-- Entries provided follows --
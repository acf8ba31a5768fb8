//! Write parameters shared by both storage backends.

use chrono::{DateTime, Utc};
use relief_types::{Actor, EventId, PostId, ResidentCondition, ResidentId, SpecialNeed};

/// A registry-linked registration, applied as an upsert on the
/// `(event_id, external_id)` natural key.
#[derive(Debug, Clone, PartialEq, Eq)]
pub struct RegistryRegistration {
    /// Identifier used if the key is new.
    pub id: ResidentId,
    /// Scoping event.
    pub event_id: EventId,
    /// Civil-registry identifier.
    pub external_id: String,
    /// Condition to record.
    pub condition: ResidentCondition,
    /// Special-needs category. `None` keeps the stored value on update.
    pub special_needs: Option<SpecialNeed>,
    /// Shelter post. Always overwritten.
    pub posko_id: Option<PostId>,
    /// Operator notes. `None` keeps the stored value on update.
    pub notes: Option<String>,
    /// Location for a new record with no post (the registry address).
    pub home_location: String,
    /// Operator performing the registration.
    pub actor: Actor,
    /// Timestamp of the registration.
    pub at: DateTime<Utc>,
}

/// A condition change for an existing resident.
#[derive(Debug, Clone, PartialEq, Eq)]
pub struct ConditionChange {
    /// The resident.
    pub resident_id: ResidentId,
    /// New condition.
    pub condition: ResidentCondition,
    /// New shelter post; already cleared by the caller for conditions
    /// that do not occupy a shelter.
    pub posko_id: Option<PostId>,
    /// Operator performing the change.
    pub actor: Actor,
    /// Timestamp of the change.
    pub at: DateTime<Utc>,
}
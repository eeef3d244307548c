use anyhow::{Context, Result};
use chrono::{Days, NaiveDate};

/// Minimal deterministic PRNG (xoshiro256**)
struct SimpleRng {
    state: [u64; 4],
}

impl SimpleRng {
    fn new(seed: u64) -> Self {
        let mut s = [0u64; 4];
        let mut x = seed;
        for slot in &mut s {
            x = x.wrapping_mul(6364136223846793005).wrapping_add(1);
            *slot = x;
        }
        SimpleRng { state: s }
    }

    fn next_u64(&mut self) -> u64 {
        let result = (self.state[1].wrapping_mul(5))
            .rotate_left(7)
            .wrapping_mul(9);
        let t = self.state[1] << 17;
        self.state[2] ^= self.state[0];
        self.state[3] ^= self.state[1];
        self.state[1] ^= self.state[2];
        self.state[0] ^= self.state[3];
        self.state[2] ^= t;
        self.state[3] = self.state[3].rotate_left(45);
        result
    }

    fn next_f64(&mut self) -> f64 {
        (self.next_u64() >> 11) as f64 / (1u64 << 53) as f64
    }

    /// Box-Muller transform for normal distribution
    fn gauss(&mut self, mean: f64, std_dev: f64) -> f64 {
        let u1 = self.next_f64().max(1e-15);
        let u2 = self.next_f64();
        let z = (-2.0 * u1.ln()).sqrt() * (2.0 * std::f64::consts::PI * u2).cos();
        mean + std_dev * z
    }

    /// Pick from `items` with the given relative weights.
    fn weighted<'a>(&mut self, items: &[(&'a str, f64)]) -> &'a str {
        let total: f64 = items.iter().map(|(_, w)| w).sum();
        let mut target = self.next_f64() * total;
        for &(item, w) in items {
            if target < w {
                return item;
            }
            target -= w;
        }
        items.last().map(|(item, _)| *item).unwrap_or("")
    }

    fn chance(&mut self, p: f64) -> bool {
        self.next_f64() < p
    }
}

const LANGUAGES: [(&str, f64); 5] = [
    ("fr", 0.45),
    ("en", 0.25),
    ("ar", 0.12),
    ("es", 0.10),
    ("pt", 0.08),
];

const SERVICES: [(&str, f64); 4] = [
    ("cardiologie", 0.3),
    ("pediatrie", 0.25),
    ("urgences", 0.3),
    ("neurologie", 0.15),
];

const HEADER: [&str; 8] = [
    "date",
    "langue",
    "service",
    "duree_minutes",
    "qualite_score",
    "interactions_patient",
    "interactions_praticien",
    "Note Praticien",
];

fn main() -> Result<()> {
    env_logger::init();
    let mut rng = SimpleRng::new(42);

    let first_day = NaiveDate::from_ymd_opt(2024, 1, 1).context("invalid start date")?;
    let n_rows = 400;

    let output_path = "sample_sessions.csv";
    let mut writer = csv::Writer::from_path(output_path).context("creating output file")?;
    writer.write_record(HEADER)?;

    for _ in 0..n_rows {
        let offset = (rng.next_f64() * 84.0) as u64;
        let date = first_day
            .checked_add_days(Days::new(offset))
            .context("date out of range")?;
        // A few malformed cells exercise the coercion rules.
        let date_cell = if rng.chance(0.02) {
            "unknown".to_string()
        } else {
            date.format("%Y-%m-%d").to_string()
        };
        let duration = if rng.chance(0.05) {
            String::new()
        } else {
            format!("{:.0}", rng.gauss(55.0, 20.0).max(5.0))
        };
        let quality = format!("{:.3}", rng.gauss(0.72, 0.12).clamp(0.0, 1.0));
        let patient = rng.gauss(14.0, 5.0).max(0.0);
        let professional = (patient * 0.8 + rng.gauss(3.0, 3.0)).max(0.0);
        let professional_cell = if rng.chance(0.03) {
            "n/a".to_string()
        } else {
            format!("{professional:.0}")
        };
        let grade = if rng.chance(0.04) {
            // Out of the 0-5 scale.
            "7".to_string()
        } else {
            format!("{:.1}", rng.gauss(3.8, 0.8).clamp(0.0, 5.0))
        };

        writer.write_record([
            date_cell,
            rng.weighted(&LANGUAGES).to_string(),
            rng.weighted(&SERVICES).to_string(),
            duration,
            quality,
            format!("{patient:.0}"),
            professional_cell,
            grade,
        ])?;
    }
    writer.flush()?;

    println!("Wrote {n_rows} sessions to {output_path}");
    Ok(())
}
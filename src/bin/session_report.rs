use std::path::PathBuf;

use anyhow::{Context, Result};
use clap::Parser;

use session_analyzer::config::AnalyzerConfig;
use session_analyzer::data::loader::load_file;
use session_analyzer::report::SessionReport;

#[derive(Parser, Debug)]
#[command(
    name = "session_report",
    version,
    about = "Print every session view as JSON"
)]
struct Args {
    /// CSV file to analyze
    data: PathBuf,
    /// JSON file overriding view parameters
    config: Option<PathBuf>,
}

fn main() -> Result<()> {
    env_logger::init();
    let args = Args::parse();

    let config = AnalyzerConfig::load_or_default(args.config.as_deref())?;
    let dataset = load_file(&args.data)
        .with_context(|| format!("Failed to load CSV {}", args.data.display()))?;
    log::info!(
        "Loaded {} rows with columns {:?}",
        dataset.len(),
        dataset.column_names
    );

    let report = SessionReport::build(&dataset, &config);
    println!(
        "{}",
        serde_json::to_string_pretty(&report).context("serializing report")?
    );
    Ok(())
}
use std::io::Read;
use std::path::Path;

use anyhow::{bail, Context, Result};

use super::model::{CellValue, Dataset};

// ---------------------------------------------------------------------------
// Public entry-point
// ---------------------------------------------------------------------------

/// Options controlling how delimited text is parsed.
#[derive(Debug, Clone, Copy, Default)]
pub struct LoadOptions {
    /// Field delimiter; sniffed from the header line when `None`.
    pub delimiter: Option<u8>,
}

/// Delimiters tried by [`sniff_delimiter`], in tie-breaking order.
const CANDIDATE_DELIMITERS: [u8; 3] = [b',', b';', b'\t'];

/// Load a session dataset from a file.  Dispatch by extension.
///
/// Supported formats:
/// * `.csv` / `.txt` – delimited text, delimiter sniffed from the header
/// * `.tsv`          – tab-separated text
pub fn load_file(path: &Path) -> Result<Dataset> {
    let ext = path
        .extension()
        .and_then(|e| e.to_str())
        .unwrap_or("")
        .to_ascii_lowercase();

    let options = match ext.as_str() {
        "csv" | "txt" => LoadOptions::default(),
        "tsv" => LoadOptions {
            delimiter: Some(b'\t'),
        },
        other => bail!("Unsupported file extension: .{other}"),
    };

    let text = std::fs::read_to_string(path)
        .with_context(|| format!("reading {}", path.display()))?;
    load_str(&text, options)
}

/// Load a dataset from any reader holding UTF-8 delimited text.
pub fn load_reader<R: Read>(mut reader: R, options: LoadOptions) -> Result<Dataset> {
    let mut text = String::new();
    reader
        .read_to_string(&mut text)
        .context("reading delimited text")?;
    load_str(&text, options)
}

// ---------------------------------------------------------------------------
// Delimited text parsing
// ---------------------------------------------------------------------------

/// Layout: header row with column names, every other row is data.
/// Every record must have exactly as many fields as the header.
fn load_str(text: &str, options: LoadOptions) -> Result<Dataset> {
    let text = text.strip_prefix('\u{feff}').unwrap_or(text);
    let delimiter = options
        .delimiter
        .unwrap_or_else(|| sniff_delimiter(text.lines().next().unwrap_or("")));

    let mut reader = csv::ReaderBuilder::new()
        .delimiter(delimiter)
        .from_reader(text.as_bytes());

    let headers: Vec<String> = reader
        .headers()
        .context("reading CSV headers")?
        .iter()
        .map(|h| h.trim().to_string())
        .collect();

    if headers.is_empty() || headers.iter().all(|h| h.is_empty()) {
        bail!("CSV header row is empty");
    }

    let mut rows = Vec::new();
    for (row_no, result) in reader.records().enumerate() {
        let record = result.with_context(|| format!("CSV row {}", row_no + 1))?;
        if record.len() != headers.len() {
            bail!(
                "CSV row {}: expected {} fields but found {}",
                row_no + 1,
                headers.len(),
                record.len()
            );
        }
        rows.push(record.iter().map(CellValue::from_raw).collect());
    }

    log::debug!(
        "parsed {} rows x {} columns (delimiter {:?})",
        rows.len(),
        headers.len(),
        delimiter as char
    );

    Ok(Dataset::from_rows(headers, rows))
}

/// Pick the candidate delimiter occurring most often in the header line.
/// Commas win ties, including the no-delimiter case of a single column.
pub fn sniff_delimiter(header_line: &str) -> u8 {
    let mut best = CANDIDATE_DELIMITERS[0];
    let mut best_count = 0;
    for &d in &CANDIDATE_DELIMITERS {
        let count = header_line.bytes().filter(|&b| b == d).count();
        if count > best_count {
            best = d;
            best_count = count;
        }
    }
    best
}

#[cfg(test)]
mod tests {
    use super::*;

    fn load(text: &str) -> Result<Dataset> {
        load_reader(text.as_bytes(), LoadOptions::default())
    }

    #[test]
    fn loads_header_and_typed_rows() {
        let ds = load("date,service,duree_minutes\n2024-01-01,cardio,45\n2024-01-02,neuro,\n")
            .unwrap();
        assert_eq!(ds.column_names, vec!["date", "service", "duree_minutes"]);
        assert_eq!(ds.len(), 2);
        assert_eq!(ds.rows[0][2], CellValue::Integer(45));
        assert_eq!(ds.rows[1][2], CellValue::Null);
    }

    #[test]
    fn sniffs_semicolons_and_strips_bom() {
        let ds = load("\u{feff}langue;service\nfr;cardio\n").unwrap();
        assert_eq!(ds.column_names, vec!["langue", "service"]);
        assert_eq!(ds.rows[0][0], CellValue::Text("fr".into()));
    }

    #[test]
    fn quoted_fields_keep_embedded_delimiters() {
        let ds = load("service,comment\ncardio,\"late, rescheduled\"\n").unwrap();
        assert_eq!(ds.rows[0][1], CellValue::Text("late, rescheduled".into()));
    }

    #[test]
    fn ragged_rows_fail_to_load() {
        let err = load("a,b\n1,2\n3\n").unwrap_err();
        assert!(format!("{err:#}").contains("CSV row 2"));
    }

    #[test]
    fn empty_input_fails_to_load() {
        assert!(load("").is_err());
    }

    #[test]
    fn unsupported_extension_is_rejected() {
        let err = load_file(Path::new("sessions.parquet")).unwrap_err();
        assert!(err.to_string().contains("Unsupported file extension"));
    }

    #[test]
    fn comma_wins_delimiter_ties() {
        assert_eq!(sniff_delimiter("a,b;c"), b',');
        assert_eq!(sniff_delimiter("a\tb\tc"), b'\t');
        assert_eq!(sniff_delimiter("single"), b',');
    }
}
-- Entries provided concluded --
Work to complete — Could you show every line of the material that includes the string "weighted"?

Response for this exercise —
    fn weighted<'a>(&mut self, items: &[(&'a str, f64)]) -> &'a str {
            rng.weighted(&LANGUAGES).to_string(),
            rng.weighted(&SERVICES).to_string(),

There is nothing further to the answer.